Ray Gammell, the Abu Dhabi-based group’s chief people and performance officer, will assume “full management responsibilities from today,” Etihad said in a statement on Monday. That means Hogan effectively has no official role. His departure is now set for July 1, the earliest possible date after the company previously said he’d leave some time in the second half. Etihad said the move was “consistent” with its management transition plan.
With Etihad still searching for a permanent CEO, the sudden management handover suggests urgency on the part of its state owners to proceed with a reevaluation of the group’s direction, especially its so-called Equity Alliance strategy.
Under Hogan, who ran the airline for more than a decade, Etihad took minority stakes in mostly under-performing airlines in an effort to turn them around while feeding more traffic through its Abu Dhabi hub.

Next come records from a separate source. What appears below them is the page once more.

use std::fs::{self, File};
use std::io::Write;
use std::path::{Path, PathBuf};

use anyhow::{Context, Result};
use tracing::info;

use crate::domain::report::dto::RawViewExport;

/// FS adapter for the JSON export of an aggregated view.
///
/// Writes go to a temp file that is renamed into place.
pub struct RawViewFsAdapter;

impl RawViewFsAdapter {
    /// `<output>.raw.json` next to a report file.
    pub fn default_path(output: &Path) -> PathBuf {
        let mut name = output.as_os_str().to_owned();
        name.push(".raw.json");
        PathBuf::from(name)
    }

    pub fn write(path: &Path, export: &RawViewExport) -> Result<()> {
        if let Some(dir) = path.parent().filter(|d| !d.as_os_str().is_empty()) {
            fs::create_dir_all(dir).context("Failed to create export directory")?;
        }

        let json = serde_json::to_vec_pretty(export).context("Failed to serialize view export")?;

        let tmp_path = path.with_extension("json.tmp");
        let mut f = File::create(&tmp_path).context("Failed to create temp export file")?;
        f.write_all(&json)?;
        f.flush()?;
        f.sync_all().context("Failed to sync temp export file")?;
        fs::rename(&tmp_path, path).context("Failed to finalize export file")?;

        info!(path = %path.display(), rows = export.rows.len(), "Aggregated view exported");
        Ok(())
    }

    pub fn read(path: &Path) -> Result<RawViewExport> {
        let text = fs::read_to_string(path)
            .with_context(|| format!("Failed to read export {}", path.display()))?;
        serde_json::from_str(&text).context("Failed to parse view export")
    }
}

#[cfg(test)]
mod tests {
    use super::*;
    use crate::domain::common::model::Provider;
    use crate::domain::report::dto::{CompletenessStatus, ProviderStatusDto, ViewRow};
    use rust_decimal_macros::dec;

    #[test]
    fn export_survives_a_trip_through_disk() {
        let dir = tempfile::tempdir().unwrap();
        let path = dir.path().join("nested").join("view.json");

        let export = RawViewExport {
            group_by: vec!["provider".into()],
            rows: vec![ViewRow {
                label: "AWS/USD".into(),
                values: vec!["AWS".into()],
                currency: "USD".into(),
                amount: dec!(15.000001),
                amount_display: "15.00".into(),
                record_count: 2,
                share: dec!(100.0),
            }],
            providers: vec![ProviderStatusDto {
                provider: Provider::Aws.as_code().into(),
                status: CompletenessStatus::Complete,
                records: 2,
                skipped: 0,
                reason: None,
            }],
        };

        RawViewFsAdapter::write(&path, &export).unwrap();
        assert!(!path.with_extension("json.tmp").exists());

        let back = RawViewFsAdapter::read(&path).unwrap();
        assert_eq!(back, export);
        assert_eq!(back.rows[0].amount.to_string(), "15.000001");
    }

    #[test]
    fn default_path_appends_suffix() {
        assert_eq!(
            RawViewFsAdapter::default_path(Path::new("out/report.md")),
            PathBuf::from("out/report.md.raw.json")
        );
    }
}
use std::fs;
use std::path::Path;

use anyhow::{Context, Result};
use tracing::debug;
use validator::Validate;

use super::report_config_entity::ReportConfigEntity;

/// FS adapter for the YAML run configuration.
pub struct ReportConfigFsAdapter;

impl ReportConfigFsAdapter {
    pub fn read(path: &Path) -> Result<ReportConfigEntity> {
        let text = fs::read_to_string(path)
            .with_context(|| format!("Failed to read config file {}", path.display()))?;

        let config = Self::parse(&text)
            .with_context(|| format!("Invalid config file {}", path.display()))?;

        debug!(
            path = %path.display(),
            providers = config.providers.len(),
            template = %config.template,
            "Config loaded"
        );
        Ok(config)
    }

    pub fn parse(text: &str) -> Result<ReportConfigEntity> {
        let config: ReportConfigEntity =
            serde_yaml::from_str(text).context("Failed to parse config YAML")?;
        config.validate().context("Config validation failed")?;
        Ok(config)
    }
}
pub mod service;
use async_trait::async_trait;
use chrono::{DateTime, Utc};
use reqwest::{Client, Url};
use serde::Deserialize;
use serde_json::Value;
use tracing::debug;

use crate::core::client::http_client::{classify_transport_error, read_json, require_bearer};
use crate::core::client::{CostAdapter, Page};
use crate::core::persistence::config::report_config_entity::AzureProviderConfig;
use crate::core::persistence::credentials::CredentialHandle;
use crate::domain::common::model::{FetchWindow, Provider, RawRecord};
use crate::domain::normalize::service::usage_start;
use crate::errors::FetchError;

const API_VERSION: &str = "2019-11-01";

#[derive(Debug, Deserialize)]
#[serde(rename_all = "camelCase")]
struct UsageDetailsResponse {
    #[serde(default)]
    value: Vec<RawRecord>,
    next_link: Option<String>,
}

/// Usage details from the Cost Management API; later pages follow `nextLink`.
pub struct AzureCostAdapter {
    config: AzureProviderConfig,
    client: Client,
    credential: Option<CredentialHandle>,
}

impl AzureCostAdapter {
    pub fn new(config: AzureProviderConfig, client: Client, credential: Option<CredentialHandle>) -> Self {
        Self {
            config,
            client,
            credential,
        }
    }

    fn first_page_url(&self) -> String {
        format!(
            "{}/subscriptions/{}/providers/Microsoft.CostManagement/usageDetails",
            self.config.endpoint.trim_end_matches('/'),
            urlencoding::encode(&self.config.subscription_id)
        )
    }

    /// `nextLink` must stay on the configured endpoint's origin; the bearer token goes with it.
    fn checked_next_link(&self, next_link: &str) -> Result<Url, FetchError> {
        let endpoint = parse_url(&self.config.endpoint, "endpoint")?;
        let link = parse_url(next_link, "nextLink")?;
        if link.origin() != endpoint.origin() {
            return Err(FetchError::Schema(format!(
                "nextLink origin {} does not match endpoint origin {}",
                link.origin().ascii_serialization(),
                endpoint.origin().ascii_serialization()
            )));
        }
        Ok(link)
    }
}

fn parse_url(raw: &str, what: &str) -> Result<Url, FetchError> {
    Url::parse(raw).map_err(|e| FetchError::Schema(format!("invalid {} '{}': {}", what, raw, e)))
}

/// Rows may nest their columns under `properties`; lift them to the top level.
fn flatten_row(mut row: RawRecord) -> RawRecord {
    match row.remove("properties") {
        Some(Value::Object(props)) => {
            for (key, value) in props {
                row.entry(key).or_insert(value);
            }
            row
        }
        Some(other) => {
            row.insert("properties".into(), other);
            row
        }
        None => row,
    }
}

#[async_trait]
impl CostAdapter for AzureCostAdapter {
    fn provider(&self) -> Provider {
        Provider::Azure
    }

    async fn fetch_page(&self, window: &FetchWindow, cursor: Option<&str>) -> Result<Page, FetchError> {
        let token = require_bearer(self.credential.as_ref(), Provider::Azure)?;

        let request = match cursor {
            Some(next_link) => self.client.get(self.checked_next_link(next_link)?),
            None => {
                let start = window.start.format("%Y-%m-%d").to_string();
                let end = window.end.format("%Y-%m-%d").to_string();
                let top = self.config.page_size.to_string();
                self.client.get(self.first_page_url()).query(&[
                    ("api-version", API_VERSION),
                    ("startDate", start.as_str()),
                    ("endDate", end.as_str()),
                    ("$top", top.as_str()),
                ])
            }
        };
        debug!(subscription = %self.config.subscription_id, cursor = ?cursor, "Requesting Azure usage page");

        let resp = request
            .bearer_auth(token)
            .send()
            .await
            .map_err(|e| classify_transport_error(&e))?;

        let page: UsageDetailsResponse = read_json(resp).await?;
        Ok(Page {
            records: page.value.into_iter().map(flatten_row).collect(),
            next_cursor: page.next_link,
        })
    }

    fn usage_start(&self, raw: &RawRecord) -> Option<DateTime<Utc>> {
        usage_start(raw, Provider::Azure)
    }
}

Gammel will continue Etihad’s strategic review aimed at repositioning the business for “a prolonged period of challenges for global aviation,” Chairman Mohamed Mubarak Fadhel Al Mazrouei said in the statement, adding that a new permanent CEO is expected to be named in a few weeks.
Hogan devised the acquisition push as the company sought to catch up with larger Gulf rivals Emirates and Qatar Airways Ltd. While some of its investments have shown a profit, Alitalia filed for bankruptcy last week amid mounting losses and a lack of funds. Hours after the Italian carrier’s insolvency, Air Berlin Plc revealed that Etihad granted the German company financial support for at least another 18 months, including 350 million euros ($384 million) of new funds.
Gammell, an Irishman, joined Etihad in 2009 after working at Intel Corp. and Royal Bank of Scotland. His main responsibility was recruiting more Emiratis into Etihad’s workforce. In addition to his appointment, the company named Ricky Thirion, currently senior vice president of group treasury, as its interim chief financial officer. He replaces James Rigney, who is also leaving on July 1. The departures of both Rigney and Hogan had already been announced by the airline.
The appointments are part of a broader management shuffle. The airline last month appointed Robin Kamark to oversee its equity partnerships. The executive, who takes up the role in October, previously worked for SAS Group.